LA TELECONSULTATION,
COMMENT ?






LA TELECONSULTATION REPREND LES ETAPES QUI SE SUCCEDENT DANS TOUTE CONSULTATION MEDICALE:


Le médecin accueille (1) le patient, se présente, le met à l’aise. Il l’écoute (2) attentivement, le questionne (3) pour recentrer si besoin l’exposé du problème tout en observant (4) ses attitudes, son comportement général, puis, il procède à l’examen physique, c’est à dire: inspecter (5), palper (6), percuter (7), ausculter (8) et il termine par une synthèse qui l’oriente vers un diagnostic ou lui permet même de le poser dès la première rencontre.

Cette consultation peut se représenter sur un cercle où figurent, en succession logique à partir du haut et dans le sens horaire, les huit étapes, constituant, pour les quatre premières la phase dite « conversationnelle » et pour les quatre suivantes, l’étape de l’examen physique.

Toute consultation médicale, sans exception, répond à ce schéma. Qu’est-ce qui change, lors d’une téléconsultation lorsque patient et médecin sont distants l’un de l’autre ?

La phase conversationnelle reste inchangée. Les craintes de blocage psychologique du patient par « écran interposé » sont infondées, dès lors qu’un médecin souriant prend le temps de se présenter pour amorcer la conversation.
– La contribution de l’assistant est essentielle pour rassurer le patient lors de la consultation et pour interagir efficacement avec le praticien en suivant ses demandes, en maniant les différents instruments lors de l’examen physique.
– Les différentes optiques et le stéthoscope électronique autorisent, de l’avis général des utilisateurs, des conditions d’examen de tout premier ordre.
– Seules la palpation et la percussion sont impossibles à distance mais elles sont avantageusement remplacées par le recours à l’échographie-doppler. Celle-ci réveillera une douleur rien qu’en effleurant la zone sensible ou fournira des informations morphologiques sur la présence d’une masse liquidienne …de la vésicule biliaire distendue à une rétention vésicale, en passant par le kyste pelvien. Entre autres.
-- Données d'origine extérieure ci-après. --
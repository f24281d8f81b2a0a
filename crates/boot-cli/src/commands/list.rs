//! `boot list`

use std::path::Path;

use colored::Colorize;

use super::open_project;
use crate::error::Result;

pub fn run_list(root: &Path, json: bool) -> Result<()> {
    let project = open_project(root)?;
    let report = project.list()?;

    if json {
        println!("{}", serde_json::to_string_pretty(&report)?);
        return Ok(());
    }

    if report.is_empty() {
        println!("No modules installed.");
        return Ok(());
    }

    println!("{}", "Installed Modules".bold());
    println!();
    for module in &report.modules {
        let name = if module.manifest_ok {
            module.name.green()
        } else {
            module.name.red()
        };
        println!(
            "  {:<24} {:<10} {}",
            name,
            module.module_type.cyan(),
            module.repo_url.as_deref().unwrap_or("-").dimmed()
        );
        for requirement in &module.requirements {
            println!("      requires {}", requirement);
        }
    }
    println!();
    println!("{} module(s)", report.len());
    Ok(())
}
LA TELECONSULTATION AVEC TELEEXPERTISE



Tout ce qui serait faisable en mobilisant des spécialistes peut s’effectuer sans déplacement, sans délai et sans coûts supplémentaires induits. Paradoxalement, le patient isolé, difficile à déplacer se voit soudainement entouré comme au sein d’un hôpital.

C’est la réalité. Nous sommes dans un hôpital sans murs. C’est ainsi que l’on pourra appeler un dermatologue pour lever un doute sur une lésion de la peau ou un collègue radiologiste qui pourra aider lors d’un examen échographique délicat. Rejoignant la séance dès qu’il est sollicité, le radiologue pourra prendre la main et poursuivre l’analyse échographique en direct sans se déplacer. Ce seront alors trois sites qui se trouveront reliés.
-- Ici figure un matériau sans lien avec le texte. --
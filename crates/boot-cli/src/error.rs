//! Error types for boot-cli

/// Result type for CLI operations
pub type Result<T> = std::result::Result<T, CliError>;

#[derive(Debug, thiserror::Error)]
pub enum CliError {
    #[error(transparent)]
    Core(#[from] boot_core::Error),

    #[error(transparent)]
    Meta(#[from] boot_meta::Error),

    #[error(transparent)]
    Io(#[from] std::io::Error),

    #[error(transparent)]
    Json(#[from] serde_json::Error),

    /// User-facing error with a message
    #[error("{message}")]
    User { message: String },
}

impl CliError {
    pub fn user(message: impl Into<String>) -> Self {
        Self::User {
            message: message.into(),
        }
    }
}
Un des points forts de la téléconsultation est que la distance n’ayant plus d’importance, il est possible à tout moment d’entrer en contact avec l’expert de son choix, où qu’il se trouve.





LE DEGRE ULTIME: LA TELECONSULTATION AVEC TELECONCERTATION (RCP)
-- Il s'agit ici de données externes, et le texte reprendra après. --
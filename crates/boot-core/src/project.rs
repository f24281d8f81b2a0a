//! Whole-project bootstrap: config, resolution and post-processing

use std::ffi::OsString;
use std::path::{Path, PathBuf};
use std::sync::Arc;

use boot_meta::{BootConfig, ConfigLoader, ModuleTypeRegistry, ProjectManifest};

use crate::framework::{FileUpdate, FrameworkUpdater};
use crate::git_source::GitModuleSource;
use crate::initializer::{InitializerSummary, ModuleInitializer};
use crate::installer::{InstallSummary, RequirementsInstaller};
use crate::report::{ModulesReport, fix_repo_urls};
use crate::resolver::{Resolution, Resolver};
use crate::source::{FileSource, ModuleSources};
use crate::workspace::generate_workspace_file;
use crate::{Error, Result};

/// Everything an `init` run produced.
#[derive(Debug)]
pub struct InitOutcome {
    pub resolution: Resolution,
    /// Independent scan of the module tree after resolution.
    pub report: ModulesReport,
    /// Manifests that had `repo_url` filled in.
    pub backfilled: Vec<PathBuf>,
    pub framework: Vec<FileUpdate>,
    /// Initializer scripts run over the reported modules.
    pub initializers: InitializerSummary,
    pub workspace_file: Option<PathBuf>,
}

/// A project root with its configuration and collaborators.
pub struct ProjectInit {
    root: PathBuf,
    config: BootConfig,
    sources: ModuleSources,
    file_source: Arc<dyn FileSource>,
}

impl ProjectInit {
    /// Open `root` with layered configuration and git-backed collaborators.
    pub fn open(root: &Path) -> Result<Self> {
        let root = boot_fs::canonical_root(root)?;
        let config = ConfigLoader::new(&root).load()?;
        Self::with_config(root, config)
    }

    /// Open `root` with an already loaded configuration and git-backed
    /// collaborators.
    pub fn with_config(root: impl Into<PathBuf>, config: BootConfig) -> Result<Self> {
        let git = Arc::new(GitModuleSource::from_config(&config)?);
        let installer = Arc::new(RequirementsInstaller::new(config.installer.clone()));
        let sources = ModuleSources::from_source(Arc::clone(&git), installer);
        Ok(Self {
            root: root.into(),
            config,
            sources,
            file_source: git,
        })
    }

    /// Open `root` with caller-supplied collaborators.
    pub fn with_sources(
        root: impl Into<PathBuf>,
        config: BootConfig,
        sources: ModuleSources,
        file_source: Arc<dyn FileSource>,
    ) -> Self {
        Self {
            root: root.into(),
            config,
            sources,
            file_source,
        }
    }

    /// Override `max_workers`; validated when the run starts.
    pub fn with_max_workers(mut self, max_workers: usize) -> Self {
        self.config.max_workers = max_workers;
        self
    }

    pub fn root(&self) -> &Path {
        &self.root
    }

    pub fn config(&self) -> &BootConfig {
        &self.config
    }

    pub fn manifest_path(&self) -> PathBuf {
        self.root.join(&self.config.manifest_file)
    }

    /// Build the type registry, creating type directories as needed.
    pub fn registry(&self) -> Result<ModuleTypeRegistry> {
        Ok(ModuleTypeRegistry::build(
            &self.root,
            &self.config.module_type_defs(),
        )?)
    }

    /// Load the seed manifest.
    pub fn load_seeds(&self) -> Result<ProjectManifest> {
        ProjectManifest::load(&self.manifest_path()).map_err(|e| match e {
            boot_meta::Error::ProjectManifestNotFound { path } => {
                Error::ProjectManifestNotFound { path }
            }
            other => Error::Meta(other),
        })
    }

    /// Resolve every module the project requires, then scan the result,
    /// record missing `repo_url`s, sync framework files, run module
    /// initializers and write the workspace file.
    ///
    /// Only configuration problems fail the run; per-module failures are in
    /// [`InitOutcome::resolution`].
    pub async fn init_project(&self) -> Result<InitOutcome> {
        check_virtualenv(&self.config, std::env::var_os("VIRTUAL_ENV"))?;
        let seeds = self.load_seeds()?;
        let registry = Arc::new(self.registry()?);
        let resolver = Resolver::new(
            Arc::clone(&registry),
            self.sources.clone(),
            self.config.max_workers,
        )?;

        let resolution = resolver.resolve(&seeds.modules).await;

        let report = ModulesReport::scan(&registry, &self.config.manifest_file)?;
        let backfilled = fix_repo_urls(&report, &resolution.installed, &self.config.manifest_file);

        let framework = self.framework_updater();
        let framework = if framework.is_configured() {
            match framework.update_all(false) {
                Ok(updates) => updates,
                Err(e) => {
                    tracing::error!(error = %e, "Framework update failed");
                    Vec::new()
                }
            }
        } else {
            tracing::debug!("No framework repository configured");
            Vec::new()
        };

        let initializers = self.initializer().run_all(&report);

        let workspace_file =
            match generate_workspace_file(&self.root, &self.config.workspace, &report) {
                Ok(path) => path,
                Err(e) => {
                    tracing::warn!(error = %e, "Failed to write workspace file");
                    None
                }
            };

        Ok(InitOutcome {
            resolution,
            report,
            backfilled,
            framework,
            initializers,
            workspace_file,
        })
    }

    /// Scan the module tree.
    pub fn list(&self) -> Result<ModulesReport> {
        let registry = self.registry()?;
        ModulesReport::scan(&registry, &self.config.manifest_file)
    }

    /// Install requirements for the project root and every module on disk.
    pub fn install(&self) -> Result<InstallSummary> {
        let report = self.list()?;
        let installer = RequirementsInstaller::new(self.config.installer.clone());
        Ok(installer.install_all(&self.root, &report))
    }

    pub fn initializer(&self) -> ModuleInitializer {
        ModuleInitializer::new(&self.root, self.config.initializer.clone())
    }

    pub fn framework_updater(&self) -> FrameworkUpdater {
        FrameworkUpdater::new(
            &self.root,
            self.config.framework.clone(),
            Arc::clone(&self.file_source),
        )
    }

    /// Sync framework files, failing when no framework repository is set.
    pub fn update_framework(&self, dry_run: bool) -> Result<Vec<FileUpdate>> {
        self.framework_updater().update_all(dry_run)
    }
}

/// Enforce `installer.require_virtualenv` given the value of `VIRTUAL_ENV`.
pub fn check_virtualenv(config: &BootConfig, virtual_env: Option<OsString>) -> Result<()> {
    if !config.installer.require_virtualenv {
        return Ok(());
    }
    match virtual_env {
        Some(value) if !value.is_empty() => Ok(()),
        _ => Err(Error::VirtualEnvRequired),
    }
}

#[cfg(test)]
mod tests {
    use super::*;

    fn requiring_venv() -> BootConfig {
        let mut config = BootConfig::default();
        config.installer.require_virtualenv = true;
        config
    }

    #[test]
    fn test_virtualenv_not_required_by_default() {
        assert!(check_virtualenv(&BootConfig::default(), None).is_ok());
    }

    #[test]
    fn test_virtualenv_required() {
        let config = requiring_venv();
        assert!(matches!(
            check_virtualenv(&config, None),
            Err(Error::VirtualEnvRequired)
        ));
        assert!(matches!(
            check_virtualenv(&config, Some(OsString::new())),
            Err(Error::VirtualEnvRequired)
        ));
        assert!(check_virtualenv(&config, Some("/venv".into())).is_ok());
    }
}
Nous sommes face à un cas complexe. Il faut rassembler beaucoup d’informations collectées sur des lieux divers par des intervenants qui ne se connaissent pas forcément et qui doivent agir ensemble. Ce travail d’équipe est grandement facilité par le travail en vidéoconférence, appelé RCP.

La RCP ou réunion de concertation pluridisciplinaire est une sorte de « grand messe » organisée à l’avance. Elle impose le déplacement de multiples intervenants et, pour ces raisons, est habituellement réservée à l’oncologie. Et pourtant cette réunion de compétences diverses et complémentaires devrait se tenir pour tout sujet difficile.


Une telle rencontre devient simple et presque immédiate en vidéoconférence, évitant délais et déplacements. Là encore, on assiste à une redistribution des cartes : à l’hôpital sans murs s’ajoute un champ d’expertise illimité, l’inclusion d’un ou plusieurs spécialistes du CHU voisin, d’un spécialiste pointu de la capitale ou d’un praticien résidant à l’étranger devient possible pour tous.

On peut même imaginer la tenue d’une telle concertation initiée par le médecin traitant du patient, qui pilote l’intervention de collègues hospitaliers appartenant à plusieurs sites.